**What you need to do**
Scan each line of the records for the word "type" and extract the ones that have it.

**Records for the exercise**

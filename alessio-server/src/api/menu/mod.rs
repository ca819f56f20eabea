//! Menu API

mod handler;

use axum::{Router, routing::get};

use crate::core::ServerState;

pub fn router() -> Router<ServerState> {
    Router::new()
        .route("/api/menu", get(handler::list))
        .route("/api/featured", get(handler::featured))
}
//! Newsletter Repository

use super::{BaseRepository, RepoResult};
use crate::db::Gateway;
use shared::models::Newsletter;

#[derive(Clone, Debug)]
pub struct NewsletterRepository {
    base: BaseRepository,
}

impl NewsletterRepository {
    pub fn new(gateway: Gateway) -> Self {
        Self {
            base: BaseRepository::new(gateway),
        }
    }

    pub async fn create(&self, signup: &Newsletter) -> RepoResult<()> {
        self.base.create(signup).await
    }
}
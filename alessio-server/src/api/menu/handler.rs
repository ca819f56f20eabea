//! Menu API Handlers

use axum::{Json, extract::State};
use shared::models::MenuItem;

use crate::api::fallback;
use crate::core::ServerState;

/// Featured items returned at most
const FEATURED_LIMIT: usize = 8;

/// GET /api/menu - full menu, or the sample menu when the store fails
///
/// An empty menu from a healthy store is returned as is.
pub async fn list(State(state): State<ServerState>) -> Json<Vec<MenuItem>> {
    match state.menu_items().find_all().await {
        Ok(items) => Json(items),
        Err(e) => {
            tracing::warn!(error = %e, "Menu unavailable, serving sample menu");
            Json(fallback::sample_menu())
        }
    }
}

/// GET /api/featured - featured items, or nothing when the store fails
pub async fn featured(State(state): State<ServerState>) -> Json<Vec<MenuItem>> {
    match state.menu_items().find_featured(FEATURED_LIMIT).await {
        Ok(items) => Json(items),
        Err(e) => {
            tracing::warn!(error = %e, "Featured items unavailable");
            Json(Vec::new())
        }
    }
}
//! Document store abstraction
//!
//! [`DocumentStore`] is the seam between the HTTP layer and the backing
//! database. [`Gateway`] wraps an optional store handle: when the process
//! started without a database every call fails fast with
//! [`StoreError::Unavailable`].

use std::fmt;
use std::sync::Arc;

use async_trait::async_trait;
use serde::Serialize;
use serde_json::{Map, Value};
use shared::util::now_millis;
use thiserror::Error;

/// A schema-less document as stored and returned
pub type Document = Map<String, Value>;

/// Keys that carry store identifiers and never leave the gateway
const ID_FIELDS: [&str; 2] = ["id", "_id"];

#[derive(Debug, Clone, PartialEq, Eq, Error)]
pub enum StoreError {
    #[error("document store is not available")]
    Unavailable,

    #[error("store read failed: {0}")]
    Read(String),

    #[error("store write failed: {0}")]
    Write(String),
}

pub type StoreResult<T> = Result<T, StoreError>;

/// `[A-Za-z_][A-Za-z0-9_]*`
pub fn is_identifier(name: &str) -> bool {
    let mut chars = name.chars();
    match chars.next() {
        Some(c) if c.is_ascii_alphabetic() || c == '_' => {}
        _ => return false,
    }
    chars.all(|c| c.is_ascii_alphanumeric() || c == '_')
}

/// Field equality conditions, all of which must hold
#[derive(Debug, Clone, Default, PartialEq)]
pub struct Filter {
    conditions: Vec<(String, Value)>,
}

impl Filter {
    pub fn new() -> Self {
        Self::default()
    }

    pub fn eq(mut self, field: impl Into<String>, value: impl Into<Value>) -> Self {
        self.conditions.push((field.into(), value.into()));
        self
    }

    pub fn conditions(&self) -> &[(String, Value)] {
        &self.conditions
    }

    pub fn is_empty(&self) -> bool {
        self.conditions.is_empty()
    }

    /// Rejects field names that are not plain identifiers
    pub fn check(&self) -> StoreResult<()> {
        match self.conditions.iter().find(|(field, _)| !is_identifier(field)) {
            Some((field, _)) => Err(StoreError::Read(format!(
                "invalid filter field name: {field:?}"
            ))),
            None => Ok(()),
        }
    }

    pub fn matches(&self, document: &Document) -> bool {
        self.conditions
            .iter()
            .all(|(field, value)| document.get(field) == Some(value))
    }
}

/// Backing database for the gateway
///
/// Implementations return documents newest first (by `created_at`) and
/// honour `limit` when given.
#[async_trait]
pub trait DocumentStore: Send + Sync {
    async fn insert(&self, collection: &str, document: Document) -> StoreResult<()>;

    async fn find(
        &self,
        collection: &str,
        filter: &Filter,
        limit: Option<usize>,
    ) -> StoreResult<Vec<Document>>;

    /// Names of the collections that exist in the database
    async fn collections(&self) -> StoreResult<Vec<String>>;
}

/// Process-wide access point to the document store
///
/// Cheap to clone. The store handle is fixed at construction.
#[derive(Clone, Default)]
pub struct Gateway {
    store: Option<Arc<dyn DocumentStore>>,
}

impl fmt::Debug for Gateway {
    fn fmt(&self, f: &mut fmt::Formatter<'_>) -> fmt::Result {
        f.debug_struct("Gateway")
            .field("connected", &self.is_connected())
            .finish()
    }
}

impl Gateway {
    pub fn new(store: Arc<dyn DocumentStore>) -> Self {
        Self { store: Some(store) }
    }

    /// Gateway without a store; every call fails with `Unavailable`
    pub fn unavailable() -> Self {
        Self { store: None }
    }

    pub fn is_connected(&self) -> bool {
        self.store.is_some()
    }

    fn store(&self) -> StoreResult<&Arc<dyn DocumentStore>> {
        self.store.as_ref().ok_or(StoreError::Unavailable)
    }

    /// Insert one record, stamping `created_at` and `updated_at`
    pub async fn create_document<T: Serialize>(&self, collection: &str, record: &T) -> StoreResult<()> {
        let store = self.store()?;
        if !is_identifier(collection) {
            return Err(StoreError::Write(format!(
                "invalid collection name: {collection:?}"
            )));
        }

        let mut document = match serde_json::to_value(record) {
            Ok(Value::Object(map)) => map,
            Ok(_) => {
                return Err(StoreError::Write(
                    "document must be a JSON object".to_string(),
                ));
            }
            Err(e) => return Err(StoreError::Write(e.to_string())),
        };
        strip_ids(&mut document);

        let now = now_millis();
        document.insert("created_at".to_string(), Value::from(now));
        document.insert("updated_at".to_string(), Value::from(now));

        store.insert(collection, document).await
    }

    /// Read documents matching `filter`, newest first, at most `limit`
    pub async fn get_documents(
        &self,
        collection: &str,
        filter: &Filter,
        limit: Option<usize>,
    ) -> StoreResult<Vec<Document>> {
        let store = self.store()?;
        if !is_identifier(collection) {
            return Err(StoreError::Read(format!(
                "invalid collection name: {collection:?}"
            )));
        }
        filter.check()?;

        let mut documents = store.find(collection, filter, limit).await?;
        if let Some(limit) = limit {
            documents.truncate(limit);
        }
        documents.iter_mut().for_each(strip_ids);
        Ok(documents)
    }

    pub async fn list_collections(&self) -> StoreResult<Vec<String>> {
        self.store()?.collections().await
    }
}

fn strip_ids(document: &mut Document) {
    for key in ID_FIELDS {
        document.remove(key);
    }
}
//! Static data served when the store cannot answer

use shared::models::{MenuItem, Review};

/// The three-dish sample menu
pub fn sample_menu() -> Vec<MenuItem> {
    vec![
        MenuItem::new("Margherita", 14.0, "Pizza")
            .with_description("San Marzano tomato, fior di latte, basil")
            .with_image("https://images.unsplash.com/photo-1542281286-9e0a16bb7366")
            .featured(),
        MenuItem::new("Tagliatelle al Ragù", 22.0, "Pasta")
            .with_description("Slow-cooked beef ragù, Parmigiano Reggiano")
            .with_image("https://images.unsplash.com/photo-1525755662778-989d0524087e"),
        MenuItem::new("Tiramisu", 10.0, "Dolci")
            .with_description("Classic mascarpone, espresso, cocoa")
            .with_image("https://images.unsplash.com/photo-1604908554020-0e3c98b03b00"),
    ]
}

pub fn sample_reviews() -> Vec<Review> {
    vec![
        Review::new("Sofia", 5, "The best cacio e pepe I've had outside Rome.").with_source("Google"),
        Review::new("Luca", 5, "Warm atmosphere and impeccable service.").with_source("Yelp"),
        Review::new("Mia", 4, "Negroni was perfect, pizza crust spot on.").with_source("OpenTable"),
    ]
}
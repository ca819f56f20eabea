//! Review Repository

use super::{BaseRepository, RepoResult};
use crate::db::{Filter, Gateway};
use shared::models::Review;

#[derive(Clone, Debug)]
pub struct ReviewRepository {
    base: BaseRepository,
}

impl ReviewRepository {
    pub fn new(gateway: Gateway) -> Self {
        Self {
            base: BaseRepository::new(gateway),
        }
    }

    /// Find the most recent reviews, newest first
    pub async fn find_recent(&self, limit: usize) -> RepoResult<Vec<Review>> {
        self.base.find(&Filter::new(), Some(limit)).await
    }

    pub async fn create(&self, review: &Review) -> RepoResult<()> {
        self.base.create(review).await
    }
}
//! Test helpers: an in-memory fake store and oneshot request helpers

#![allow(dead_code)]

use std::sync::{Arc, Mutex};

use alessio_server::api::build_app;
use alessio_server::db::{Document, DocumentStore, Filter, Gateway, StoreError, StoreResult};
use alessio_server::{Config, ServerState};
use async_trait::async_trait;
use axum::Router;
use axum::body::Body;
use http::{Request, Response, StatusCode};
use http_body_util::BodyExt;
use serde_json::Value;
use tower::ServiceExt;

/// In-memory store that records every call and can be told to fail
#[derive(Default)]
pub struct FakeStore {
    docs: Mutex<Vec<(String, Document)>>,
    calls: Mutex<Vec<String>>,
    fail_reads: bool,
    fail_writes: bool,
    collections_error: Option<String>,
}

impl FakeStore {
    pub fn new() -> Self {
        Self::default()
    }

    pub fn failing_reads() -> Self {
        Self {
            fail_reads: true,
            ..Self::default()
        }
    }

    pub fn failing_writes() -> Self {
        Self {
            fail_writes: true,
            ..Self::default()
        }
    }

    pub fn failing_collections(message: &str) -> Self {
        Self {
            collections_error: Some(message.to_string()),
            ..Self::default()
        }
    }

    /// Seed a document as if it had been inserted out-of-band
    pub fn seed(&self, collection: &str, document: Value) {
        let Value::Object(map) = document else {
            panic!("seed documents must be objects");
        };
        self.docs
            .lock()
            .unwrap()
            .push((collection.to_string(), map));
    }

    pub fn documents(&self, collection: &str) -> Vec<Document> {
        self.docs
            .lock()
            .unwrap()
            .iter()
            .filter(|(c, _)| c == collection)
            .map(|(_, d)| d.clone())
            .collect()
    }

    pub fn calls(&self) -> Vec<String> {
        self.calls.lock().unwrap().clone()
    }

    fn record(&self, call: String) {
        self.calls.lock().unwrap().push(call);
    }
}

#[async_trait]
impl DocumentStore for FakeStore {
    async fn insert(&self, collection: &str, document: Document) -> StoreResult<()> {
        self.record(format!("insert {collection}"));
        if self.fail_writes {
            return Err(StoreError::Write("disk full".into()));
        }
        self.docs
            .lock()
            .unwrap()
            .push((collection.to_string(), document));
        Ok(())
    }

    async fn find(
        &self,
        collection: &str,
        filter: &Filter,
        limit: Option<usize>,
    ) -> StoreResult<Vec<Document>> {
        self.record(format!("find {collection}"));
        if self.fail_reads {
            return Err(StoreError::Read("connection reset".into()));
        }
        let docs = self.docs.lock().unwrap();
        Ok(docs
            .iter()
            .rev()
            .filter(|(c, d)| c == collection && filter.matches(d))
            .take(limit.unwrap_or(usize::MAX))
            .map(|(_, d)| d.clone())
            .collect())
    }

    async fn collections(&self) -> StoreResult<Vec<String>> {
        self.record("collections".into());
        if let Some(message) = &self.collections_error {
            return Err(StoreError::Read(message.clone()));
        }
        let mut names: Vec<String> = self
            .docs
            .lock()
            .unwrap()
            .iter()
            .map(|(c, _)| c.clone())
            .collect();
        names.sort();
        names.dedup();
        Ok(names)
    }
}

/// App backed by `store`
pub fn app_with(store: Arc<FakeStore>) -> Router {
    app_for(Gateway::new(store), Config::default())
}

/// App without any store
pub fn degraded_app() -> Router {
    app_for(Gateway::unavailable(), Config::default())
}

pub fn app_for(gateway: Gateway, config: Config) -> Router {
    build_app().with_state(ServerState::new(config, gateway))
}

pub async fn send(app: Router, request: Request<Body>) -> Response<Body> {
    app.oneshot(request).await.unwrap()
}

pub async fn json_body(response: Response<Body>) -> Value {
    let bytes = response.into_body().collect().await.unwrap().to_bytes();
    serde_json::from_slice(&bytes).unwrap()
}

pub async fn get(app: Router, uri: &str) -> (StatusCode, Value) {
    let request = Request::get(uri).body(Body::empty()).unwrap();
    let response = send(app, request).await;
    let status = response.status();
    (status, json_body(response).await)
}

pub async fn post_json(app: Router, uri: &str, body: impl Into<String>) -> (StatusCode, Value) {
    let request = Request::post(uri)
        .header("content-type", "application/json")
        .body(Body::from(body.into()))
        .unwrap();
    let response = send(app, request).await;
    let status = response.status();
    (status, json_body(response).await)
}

**Response to this task**
pub type Document = Map<String, Value>;
pub type StoreResult<T> = Result<T, StoreError>;
        .header("content-type", "application/json")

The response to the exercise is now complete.